Rail services have resumed over a stretch of the railway network in eastern India where a train crash killed 275 people – as an investigation into the disaster began.
Around 1,200 people were also injured in Friday’s rail crash – India’s worst for more than two decades, which has been blamed on a signalling failure.
Video footage on Monday showed a train passing slowly past the crash site – near the district of Balasore, in the eastern state of Odisha – while the repair work continued at the side of the tracks.
Meanwhile, railway officials and witnesses gathered to submit evidence to a two-day inquiry into what happened.
Jaya Varma Sinha, a senior railway official, said a preliminary investigation found a signal was given to the high-speed Coromandel Express to run on the main track – but the signal later changed.
The train instead entered an adjacent loop line – a side track used for parking – where it rammed into a freight train loaded with iron ore.
The collision flipped the Coromandel coaches on to another track, causing the incoming Yesvantpur-Howrah Express from the opposite side to also derail, she said.

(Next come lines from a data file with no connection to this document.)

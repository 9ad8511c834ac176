//! Clearing and indexed drawing.
//!
//! A draw needs the index buffer bound, a program active, and no mapping
//! outstanding on the bound index or array buffer.

use std::fmt;

use thiserror::Error;

use crate::binding::BindingTarget;
use crate::buffer::{BufferError, BufferTarget};
use crate::context::Context;
use crate::driver::{Driver, DriverError};
use crate::handle::{HandleError, ResourceHandle};
use crate::index::IndexBuffer;

#[derive(Debug, Clone, Copy, PartialEq, Eq, Hash)]
pub enum Primitive {
    Points,
    Lines,
    LineStrip,
    LineLoop,
    Triangles,
    TriangleStrip,
    TriangleFan,
}

impl fmt::Display for Primitive {
    fn fmt(&self, f: &mut fmt::Formatter<'_>) -> fmt::Result {
        let name = match self {
            Primitive::Points => "points",
            Primitive::Lines => "lines",
            Primitive::LineStrip => "line strip",
            Primitive::LineLoop => "line loop",
            Primitive::Triangles => "triangles",
            Primitive::TriangleStrip => "triangle strip",
            Primitive::TriangleFan => "triangle fan",
        };
        f.write_str(name)
    }
}

// ---- Error types ----

#[derive(Debug, Error, Clone, PartialEq)]
pub enum ClearSpecificationError {
    #[error("Clear specification clears nothing")]
    Empty,

    #[error("Clear depth {0} is outside 0.0..=1.0")]
    DepthOutOfRange(f32),
}

#[derive(Debug, Error)]
pub enum DrawError {
    #[error(transparent)]
    Handle(#[from] HandleError),

    #[error(transparent)]
    Buffer(#[from] BufferError),

    #[error("No program is active")]
    NoActiveProgram,

    #[error("Driver error: {0}")]
    Driver(#[from] DriverError),
}

// ---- Clearing ----

/// Which buffers of the draw framebuffer to clear, and to what.
#[derive(Debug, Clone, Copy, PartialEq)]
pub struct ClearSpecification {
    pub color: Option<[f32; 4]>,
    pub depth: Option<f32>,
    pub stencil: Option<i32>,
}

impl ClearSpecification {
    pub fn builder() -> ClearSpecificationBuilder {
        ClearSpecificationBuilder::default()
    }
}

#[derive(Debug, Clone, Copy, Default)]
pub struct ClearSpecificationBuilder {
    color: Option<[f32; 4]>,
    depth: Option<f32>,
    stencil: Option<i32>,
}

impl ClearSpecificationBuilder {
    pub fn color(mut self, rgba: [f32; 4]) -> Self {
        self.color = Some(rgba);
        self
    }

    pub fn depth(mut self, depth: f32) -> Self {
        self.depth = Some(depth);
        self
    }

    pub fn stencil(mut self, stencil: i32) -> Self {
        self.stencil = Some(stencil);
        self
    }

    pub fn build(self) -> Result<ClearSpecification, ClearSpecificationError> {
        if self.color.is_none() && self.depth.is_none() && self.stencil.is_none() {
            return Err(ClearSpecificationError::Empty);
        }
        if let Some(depth) = self.depth
            && !(0.0..=1.0).contains(&depth)
        {
            return Err(ClearSpecificationError::DepthOutOfRange(depth));
        }
        Ok(ClearSpecification {
            color: self.color,
            depth: self.depth,
            stencil: self.stencil,
        })
    }
}

impl<D: Driver> Context<D> {
    /// Clear the currently bound draw framebuffer, or the default one.
    pub fn clear(&mut self, clear: &ClearSpecification) -> Result<(), DriverError> {
        tracing::trace!("Clearing {clear:?}");
        self.driver.clear(clear)
    }

    /// Draw every index of `indices` with the active program.
    pub fn draw_elements(
        &mut self,
        primitive: Primitive,
        indices: &IndexBuffer,
    ) -> Result<(), DrawError> {
        let handle = indices.handle();
        self.require_buffer_bound(handle, BufferTarget::Index)?;
        self.require_unmapped(handle)?;
        if let Some(array) = self.bindings.bound(BindingTarget::ArrayBuffer) {
            self.require_unmapped(array)?;
        }
        if !self.bindings.any_bound(BindingTarget::Program) {
            return Err(DrawError::NoActiveProgram);
        }
        tracing::trace!("Drawing {} {primitive} from {handle}", indices.indices());
        self.driver
            .draw_elements(primitive, indices.indices(), indices.index_type())?;
        Ok(())
    }
}

#[cfg(test)]
mod tests {
    use super::*;
    use crate::array::{ArrayDescriptor, ScalarType};
    use crate::buffer::UsageHint;
    use crate::fake::{FakeCommand, FakeDriver};
    use crate::index::IndexType;
    use crate::program::Program;
    use crate::source::MemorySources;

    #[test]
    fn empty_clear_is_rejected() {
        assert_eq!(
            ClearSpecification::builder().build(),
            Err(ClearSpecificationError::Empty)
        );
        assert!(matches!(
            ClearSpecification::builder().depth(1.5).build(),
            Err(ClearSpecificationError::DepthOutOfRange(_))
        ));

        let clear = ClearSpecification::builder()
            .color([0.0, 0.0, 0.0, 1.0])
            .stencil(0)
            .build()
            .unwrap();
        assert_eq!(clear.depth, None);

        let mut ctx = Context::new(FakeDriver::new()).unwrap();
        ctx.clear(&clear).unwrap();
        assert!(
            ctx.driver()
                .commands()
                .iter()
                .any(|command| matches!(command, FakeCommand::Clear(c) if *c == clear))
        );
    }

    #[test]
    fn draw_requires_bound_indices_and_active_program() {
        let mut ctx = Context::new(FakeDriver::new()).unwrap();
        let descriptor = ArrayDescriptor::builder()
            .attribute("position", ScalarType::F32, 3)
            .build()
            .unwrap();
        let array = ctx
            .array_buffer_allocate(3, &descriptor, UsageHint::StaticDraw)
            .unwrap();
        let indices = ctx
            .index_buffer_allocate(&array, 3, UsageHint::StaticDraw)
            .unwrap();
        assert_eq!(indices.index_type(), IndexType::U8);

        assert!(matches!(
            ctx.draw_elements(Primitive::Triangles, &indices),
            Err(DrawError::NoActiveProgram)
        ));

        let mut sources = MemorySources::new();
        sources.mount("flat.vert", "in vec3 position;\n");
        let mut program = Program::new("flat");
        program.add_vertex_shader("flat.vert");
        program.compile(&mut ctx, &sources).unwrap();
        program.activate(&mut ctx).unwrap();

        ctx.array_buffer_map_write(&array).unwrap();
        assert!(matches!(
            ctx.draw_elements(Primitive::Triangles, &indices),
            Err(DrawError::Buffer(BufferError::StillMapped { .. }))
        ));
        ctx.array_buffer_unmap(&array).unwrap();

        ctx.draw_elements(Primitive::Triangles, &indices).unwrap();
        assert!(ctx.driver().commands().iter().any(|command| matches!(
            command,
            FakeCommand::DrawElements {
                primitive: Primitive::Triangles,
                count: 3,
                index_type: IndexType::U8,
            }
        )));

        ctx.index_buffer_unbind().unwrap();
        assert!(matches!(
            ctx.draw_elements(Primitive::Triangles, &indices),
            Err(DrawError::Buffer(BufferError::NotBound { .. }))
        ));

        ctx.index_buffer_bind(&indices).unwrap();
        ctx.index_buffer_delete(&indices).unwrap();
        assert!(matches!(
            ctx.draw_elements(Primitive::Triangles, &indices),
            Err(DrawError::Buffer(BufferError::Handle(HandleError::Deleted { .. })))
        ));
    }
}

She added that the passenger trains, carrying 2,296 people, were not speeding.
Read more:
On the ground at aftermath of India train crash
‘The carriages crushed us’
“The system is 99.9% error free. But 0.1% chances are always there for an error,” she said.
Families of those killed will receive one million rupees (£9,750) in compensation, while the seriously injured will get 200,000 rupees (£1,950), with 50,000 rupees (£487) for minor injuries, railway minister Ashwini Vaishnaw has said.